An E. coli biosensor for screening of cDNA libraries for isochorismate pyruvate lyase-encoding cDNAs

Salicylic acid (SA) is an essential hormone for development and induced defense against biotrophic pathogens in plants. The formation of SA mainly derives from chorismate via demonstrated isochorismate synthase (ICS) and presumed isochorismate pyruvate lyase (IPL)-mediated steps in Arabidopsis thaliana, but so far no plant enzyme displaying IPL activity has been identified.

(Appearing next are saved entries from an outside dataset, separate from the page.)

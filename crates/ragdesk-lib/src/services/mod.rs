// Services Module
// Job client, pollers, dispatcher and the controller tying them together

pub mod backend;
pub mod controller;
pub mod dispatcher;
pub mod poller;
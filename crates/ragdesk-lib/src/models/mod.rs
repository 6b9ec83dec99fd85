// Data models module
// Records persisted by the project store and shapes returned by the backend

pub mod conversation;
pub mod job;
pub mod project;

pub use conversation::*;
pub use job::*;
pub use project::*;
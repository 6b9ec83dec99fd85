// Command handlers

use anyhow::{anyhow, bail, Result};
use std::io::Write;
use std::path::Path;
use tokio::io::{stdin, AsyncBufReadExt, BufReader, Lines, Stdin};

use ragdesk_lib::services::backend::ArchiveFormat;
use ragdesk_lib::{
    github_repo_name, AppController, ChatReply, IngestSource, JobError, JobKind, LogAnalysis,
    LogReport, PollOutcome, Project, ReindexAction, SessionHandle,
};

use super::args::{AddSource, AnalyzeArgs, AskArgs, FileSource, GitHubSource, LogsArgs, ProjectArgs};

/// Line reader over stdin shared by prompts and the chat loop
pub struct Console {
    lines: Lines<BufReader<Stdin>>,
}

impl Console {
    pub fn new() -> Self {
        Self {
            lines: BufReader::new(stdin()).lines(),
        }
    }

    pub async fn read_line(&mut self, prompt: &str) -> Result<Option<String>> {
        print!("{}", prompt);
        std::io::stdout().flush()?;
        Ok(self.lines.next_line().await?)
    }

    pub async fn confirm(&mut self, question: &str) -> Result<bool> {
        let answer = self.read_line(&format!("{} [y/N] ", question)).await?;
        Ok(matches!(
            answer.as_deref().map(str::trim),
            Some("y") | Some("Y") | Some("yes")
        ))
    }
}

// ============================================================================
// Projects
// ============================================================================

pub fn list_projects(controller: &AppController) {
    let projects = controller.projects();
    if projects.is_empty() {
        println!("No projects yet. Add one with `ragdesk add`.");
        return;
    }

    let current = controller.current_project().map(|p| p.id);
    println!("{:<2}{:<38} {:<5} {:<28} {}", "", "ID", "TYPE", "NAME", "COLLECTION");
    for project in projects {
        let marker = if current.as_deref() == Some(project.id.as_str()) { "*" } else { "" };
        println!(
            "{:<2}{:<38} {:<5} {:<28} {}",
            marker, project.id, project.project_type, project.name, project.collection_name
        );
    }
}

fn default_file_name(file: &Path) -> Result<String> {
    file.file_stem()
        .map(|s| s.to_string_lossy().to_string())
        .filter(|s| !s.is_empty())
        .ok_or_else(|| anyhow!("Cannot derive a project name from {}", file.display()))
}

fn file_source(source: FileSource, expected: Option<ArchiveFormat>) -> Result<(std::path::PathBuf, String)> {
    if !source.file.is_file() {
        bail!("File not found: {}", source.file.display());
    }
    if let Some(expected) = expected {
        if ArchiveFormat::from_path(&source.file) != expected {
            bail!("Expected a .{} file: {}", expected.as_str(), source.file.display());
        }
    }
    let name = match source.name {
        Some(name) => name,
        None => default_file_name(&source.file)?,
    };
    Ok((source.file, name))
}

fn github_source(source: GitHubSource) -> Result<IngestSource> {
    let name = match source.name {
        Some(name) => name,
        None => github_repo_name(&source.url)
            .ok_or_else(|| anyhow!("Cannot derive a project name from {}", source.url))?,
    };
    Ok(IngestSource::GitHub {
        url: source.url,
        name,
    })
}

/// Turn the `add` arguments into an ingest source
pub fn ingest_source(source: AddSource) -> Result<IngestSource> {
    Ok(match source {
        AddSource::Zip(file) => {
            let (path, name) = file_source(file, Some(ArchiveFormat::Zip))?;
            IngestSource::Archive { path, name }
        }
        AddSource::Rar(file) => {
            let (path, name) = file_source(file, Some(ArchiveFormat::Rar))?;
            IngestSource::Archive { path, name }
        }
        AddSource::Archive(file) => {
            let (path, name) = file_source(file, None)?;
            IngestSource::Archive { path, name }
        }
        AddSource::Github(source) => github_source(source)?,
        AddSource::Log(file) => {
            let (path, name) = file_source(file, None)?;
            IngestSource::LogFile { path, name }
        }
    })
}

pub async fn add_project(controller: &AppController, source: AddSource) -> Result<()> {
    let source = ingest_source(source)?;
    eprintln!("Processing '{}'...", source.name());
    let project = controller.add_project(source).await?;
    println!("{}", project.id);
    Ok(())
}

// ============================================================================
// Conversation
// ============================================================================

fn print_reply(reply: &ChatReply) {
    println!("{}", reply.answer);
    if !reply.sources.is_empty() {
        println!("\nSources:");
        for source in &reply.sources {
            println!("  - {}", source);
        }
    }
}

pub async fn ask(controller: &AppController, args: AskArgs) -> Result<()> {
    match &args.project {
        Some(id) => {
            controller.select_project(id)?;
        }
        None => controller.clear_selection(),
    }
    let reply = controller.ask(&args.question.join(" ")).await?;
    print_reply(&reply);
    Ok(())
}

// ============================================================================
// Analysis and reindex
// ============================================================================

/// Wait for a session, cancelling every session on Ctrl-C
async fn wait(controller: &AppController, handle: SessionHandle) -> Option<PollOutcome> {
    tokio::select! {
        outcome = handle.wait() => outcome,
        _ = tokio::signal::ctrl_c() => {
            controller.shutdown();
            None
        }
    }
}

/// Follow a background session to its end.
/// Returns the reindex action when remediation is needed and was not run.
pub async fn follow(
    controller: &AppController,
    handle: SessionHandle,
    auto_reindex: bool,
    mut console: Option<&mut Console>,
) -> Result<Option<ReindexAction>> {
    let mut handle = handle;
    loop {
        let kind = handle.kind;
        match wait(controller, handle).await {
            None => bail!("Cancelled"),
            Some(PollOutcome::Succeeded(_)) | Some(PollOutcome::StatusUnavailable) => return Ok(None),
            Some(PollOutcome::NeedsRemediation { action, .. }) => {
                if !auto_reindex {
                    return Ok(Some(action));
                }
                eprintln!("Reindexing '{}'...", action.collection_name);
                handle = controller.reindex(action).await?;
            }
            Some(PollOutcome::TimedOut { .. }) => {
                let again = match console.as_deref_mut() {
                    Some(console) => console.confirm("Check again?").await?,
                    None => false,
                };
                if !again {
                    eprintln!("The job is still running on the server; check again later.");
                    return Ok(None);
                }
                handle = controller.check_again()?;
            }
            Some(PollOutcome::Failed { message }) => bail!(message),
            Some(PollOutcome::Aborted {
                consecutive_errors,
                error,
            }) => return Err(aborted(kind, consecutive_errors, error).into()),
        }
    }
}

fn aborted(kind: JobKind, consecutive_errors: u32, error: String) -> JobError {
    JobError::PollingAborted {
        label: kind.label().to_lowercase(),
        errors: consecutive_errors,
        message: error,
    }
}

fn reindex_hint(project: &Project) {
    eprintln!(
        "Run `ragdesk reindex --project {}` or repeat the analysis with --reindex.",
        project.id
    );
}

pub async fn analyze(controller: &AppController, args: AnalyzeArgs) -> Result<()> {
    let project = controller.select_project(&args.project)?;
    let handle = controller
        .analyze_code(&args.analysis_type, args.path.as_deref())
        .await?;
    eprintln!("Analyzing '{}' ({})...", project.name, args.analysis_type);

    let mut console = Console::new();
    let interactive = std::io::IsTerminal::is_terminal(&std::io::stdin());
    let console = if interactive { Some(&mut console) } else { None };

    if follow(controller, handle, args.reindex, console).await?.is_some() {
        reindex_hint(&project);
    }
    Ok(())
}

pub async fn reindex(controller: &AppController, args: ProjectArgs) -> Result<()> {
    let project = controller.select_project(&args.project)?;
    if !project.is_code() {
        bail!("Only code projects can be reindexed");
    }
    let handle = controller
        .reindex(ReindexAction {
            collection_name: project.collection_name.clone(),
            project_name: project.name.clone(),
        })
        .await?;
    eprintln!("Reindexing '{}'...", project.collection_name);

    follow(controller, handle, false, None).await?;
    Ok(())
}

// ============================================================================
// Logs
// ============================================================================

fn print_log_analysis(analysis: &LogAnalysis) {
    if let Some(summary) = &analysis.summary {
        println!("Summary\n{}\n", summary);
    }
    if !analysis.errors.is_empty() {
        println!("Errors");
        for error in &analysis.errors {
            println!("  - {}", error);
        }
        println!();
    }
    if let Some(patterns) = &analysis.patterns {
        println!("Patterns\n{}\n", patterns);
    }
    if let Some(recommendations) = &analysis.recommendations {
        println!("Recommendations\n{}", recommendations);
    }
}

fn print_log_report(report: &LogReport) {
    match report {
        LogReport::Analysis(analysis) => print_log_analysis(analysis),
        LogReport::NoAnalysis => println!("No analysis data available for this log file."),
        LogReport::Answer(reply) => print_reply(reply),
    }
}

pub async fn logs(controller: &AppController, args: LogsArgs) -> Result<()> {
    controller.select_project(&args.project)?;
    let report = controller.log_analysis(args.query.as_deref()).await?;
    print_log_report(&report);
    Ok(())
}

// ============================================================================
// Chat
// ============================================================================

const CHAT_HELP: &str = "\
Commands:
  /use <id>          select a project
  /none              free conversation
  /projects          list projects
  /analyze [type]    analyze the selected code project
  /reindex           rebuild the collection flagged by the last analysis
  /logs [question]   log analysis of the selected log project
  /quit              leave
Anything else is sent as a question.";

pub async fn chat(controller: &AppController) -> Result<()> {
    let mut console = Console::new();
    let mut pending_reindex: Option<ReindexAction> = None;
    println!("{}\n", CHAT_HELP);

    loop {
        let prompt = match controller.current_project() {
            Some(project) => format!("[{}]> ", project.name),
            None => "> ".to_string(),
        };
        let Some(line) = console.read_line(&prompt).await? else {
            break;
        };
        let line = line.trim();
        if line.is_empty() {
            continue;
        }

        let (command, rest) = match line.split_once(' ') {
            Some((command, rest)) => (command, rest.trim()),
            None => (line, ""),
        };

        let result: Result<()> = match command {
            "/quit" | "/exit" => break,
            "/help" => {
                println!("{}", CHAT_HELP);
                Ok(())
            }
            "/projects" => {
                list_projects(controller);
                Ok(())
            }
            "/none" => {
                controller.clear_selection();
                Ok(())
            }
            "/use" => controller
                .select_project(rest)
                .map(|p| println!("Using '{}'", p.name))
                .map_err(Into::into),
            "/analyze" => {
                let analysis_type = if rest.is_empty() {
                    super::args::DEFAULT_ANALYSIS_TYPE
                } else {
                    rest
                };
                match controller.analyze_code(analysis_type, None).await {
                    Ok(handle) => follow(controller, handle, false, Some(&mut console))
                        .await
                        .map(|action| {
                            if action.is_some() {
                                eprintln!("Type /reindex to rebuild the collection.");
                            }
                            pending_reindex = action;
                        }),
                    Err(e) => Err(e.into()),
                }
            }
            "/reindex" => match pending_reindex.take() {
                Some(action) => match controller.reindex(action).await {
                    Ok(handle) => follow(controller, handle, false, None).await.map(|_| ()),
                    Err(e) => Err(e.into()),
                },
                None => Err(anyhow!("Nothing to reindex; run /analyze first")),
            },
            "/logs" => {
                let query = if rest.is_empty() { None } else { Some(rest) };
                controller
                    .log_analysis(query)
                    .await
                    .map(|report| print_log_report(&report))
                    .map_err(Into::into)
            }
            _ if command.starts_with('/') => Err(anyhow!("Unknown command {}; try /help", command)),
            _ => controller
                .ask(line)
                .await
                .map(|reply| print_reply(&reply))
                .map_err(Into::into),
        };

        if let Err(e) = result {
            eprintln!("Error: {:#}", e);
        }
    }

    controller.shutdown();
    Ok(())
}

#[cfg(test)]
mod tests {
    use super::*;

    fn file(path: std::path::PathBuf, name: Option<&str>) -> FileSource {
        FileSource {
            file: path,
            name: name.map(str::to_string),
        }
    }

    #[test]
    fn test_archive_name_defaults_to_stem() {
        let dir = tempfile::tempdir().unwrap();
        let path = dir.path().join("billing-service.zip");
        std::fs::write(&path, b"PK").unwrap();

        let source = ingest_source(AddSource::Zip(file(path.clone(), None))).unwrap();
        assert_eq!(
            source,
            IngestSource::Archive {
                path,
                name: "billing-service".to_string()
            }
        );
    }

    #[test]
    fn test_zip_command_rejects_other_archives() {
        let dir = tempfile::tempdir().unwrap();
        let path = dir.path().join("src.rar");
        std::fs::write(&path, b"Rar!").unwrap();

        assert!(ingest_source(AddSource::Zip(file(path.clone(), None))).is_err());
        assert!(ingest_source(AddSource::Rar(file(path, Some("src")))).is_ok());
    }

    #[test]
    fn test_missing_file_rejected() {
        let err = ingest_source(AddSource::Log(file("/nonexistent/app.log".into(), None)))
            .unwrap_err();
        assert!(err.to_string().contains("File not found"));
    }

    #[test]
    fn test_aborted_session_reports_polling_error() {
        let err = aborted(JobKind::Analyze, 3, "Connection refused".to_string());
        assert_eq!(err.code(), ragdesk_lib::JobErrorCode::PollingAborted);
        assert_eq!(
            err.to_string(),
            "Error checking analysis status after 3 consecutive failures: Connection refused"
        );
    }

    #[test]
    fn test_github_name_from_url() {
        let source = ingest_source(AddSource::Github(GitHubSource {
            url: "https://github.com/acme/payments.git".to_string(),
            name: None,
        }))
        .unwrap();
        assert_eq!(source.name(), "payments");
    }
}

Here, we developed an E. coli SA biosensor to screen for IPL activity based on the SalR regulator/salA promoter combination from Acinetobacter sp ADP1, to control the expression of the reporter luxCDABE. The biosensor was responsive to micromolar concentrations of exogenous SA, and to endogenous SA produced after transformation with a plasmid permitting IPTG-inducible expression of bacterial IPL in this biosensor strain. After screening a cDNA library constructed from turnip crinkle virus (TCV)-infected Arabidopsis ecotype Di-17, we identified an enzyme, PRXR1, as a putative IPL that converts isochorismate into SA. Our results provide a new experimental approach to identify IPL and new insights into the SA biosynthesis pathway in Arabidopsis. ELECTRONIC SUPPLEMENTARY MATERIAL: The online version of this article (10.1007/s00438-018-1450-5) contains supplementary material, which is available to authorized users.